• INPUT DATA:
####

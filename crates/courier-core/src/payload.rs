//! Request and response bodies as they travel through the pipeline

use serde_json::Value as JsonValue;

/// Body carried by a request or a response.
#[derive(Debug, Clone, PartialEq)]
pub enum Payload {
    /// Structured value, encoded to JSON text by the default request transform
    Json(JsonValue),
    /// Pre-encoded text
    Text(String),
    /// Raw bytes
    Binary(Vec<u8>),
    /// Multipart form; the transport chooses the content type and boundary
    Multipart(FormData),
}

impl Payload {
    pub fn is_structured(&self) -> bool {
        matches!(self, Payload::Json(_))
    }

    pub fn is_multipart(&self) -> bool {
        matches!(self, Payload::Multipart(_))
    }

    pub fn as_json(&self) -> Option<&JsonValue> {
        match self {
            Payload::Json(value) => Some(value),
            _ => None,
        }
    }

    pub fn as_text(&self) -> Option<&str> {
        match self {
            Payload::Text(text) => Some(text),
            _ => None,
        }
    }

    pub fn as_bytes(&self) -> Option<&[u8]> {
        match self {
            Payload::Binary(bytes) => Some(bytes),
            Payload::Text(text) => Some(text.as_bytes()),
            _ => None,
        }
    }
}

impl From<JsonValue> for Payload {
    fn from(value: JsonValue) -> Self {
        Payload::Json(value)
    }
}

impl From<String> for Payload {
    fn from(text: String) -> Self {
        Payload::Text(text)
    }
}

impl From<&str> for Payload {
    fn from(text: &str) -> Self {
        Payload::Text(text.to_string())
    }
}

impl From<Vec<u8>> for Payload {
    fn from(bytes: Vec<u8>) -> Self {
        Payload::Binary(bytes)
    }
}

impl From<FormData> for Payload {
    fn from(form: FormData) -> Self {
        Payload::Multipart(form)
    }
}

/// One field of a multipart form.
#[derive(Debug, Clone, PartialEq)]
pub enum FormPart {
    Text {
        name: String,
        value: String,
    },
    File {
        name: String,
        filename: String,
        mime_type: Option<String>,
        content: Vec<u8>,
    },
}

impl FormPart {
    pub fn name(&self) -> &str {
        match self {
            FormPart::Text { name, .. } | FormPart::File { name, .. } => name,
        }
    }
}

/// Multipart form body.
#[derive(Debug, Clone, Default, PartialEq)]
pub struct FormData {
    parts: Vec<FormPart>,
}

impl FormData {
    pub fn new() -> Self {
        Self::default()
    }

    pub fn text(mut self, name: impl Into<String>, value: impl Into<String>) -> Self {
        self.parts.push(FormPart::Text {
            name: name.into(),
            value: value.into(),
        });
        self
    }

    pub fn file(
        mut self,
        name: impl Into<String>,
        filename: impl Into<String>,
        mime_type: Option<&str>,
        content: Vec<u8>,
    ) -> Self {
        self.parts.push(FormPart::File {
            name: name.into(),
            filename: filename.into(),
            mime_type: mime_type.map(str::to_string),
            content,
        });
        self
    }

    pub fn parts(&self) -> &[FormPart] {
        &self.parts
    }

    pub fn is_empty(&self) -> bool {
        self.parts.is_empty()
    }
}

####

• TASK: Working from the material above, retype exactly the lines from the one with "pub fn name(&self)" through the one with "pub fn parts(&self)", both included, and only those lines.

• PROBLEM SOLUTION:
    pub fn name(&self) -> &str {
        match self {
            FormPart::Text { name, .. } | FormPart::File { name, .. } => name,
        }
    }
}

/// Multipart form body.
#[derive(Debug, Clone, Default, PartialEq)]
pub struct FormData {
    parts: Vec<FormPart>,
}

impl FormData {
    pub fn new() -> Self {
        Self::default()
    }

    pub fn text(mut self, name: impl Into<String>, value: impl Into<String>) -> Self {
        self.parts.push(FormPart::Text {
            name: name.into(),
            value: value.into(),
        });
        self
    }

    pub fn file(
        mut self,
        name: impl Into<String>,
        filename: impl Into<String>,
        mime_type: Option<&str>,
        content: Vec<u8>,
    ) -> Self {
        self.parts.push(FormPart::File {
            name: name.into(),
            filename: filename.into(),
            mime_type: mime_type.map(str::to_string),
            content,
        });
        self
    }

    pub fn parts(&self) -> &[FormPart] {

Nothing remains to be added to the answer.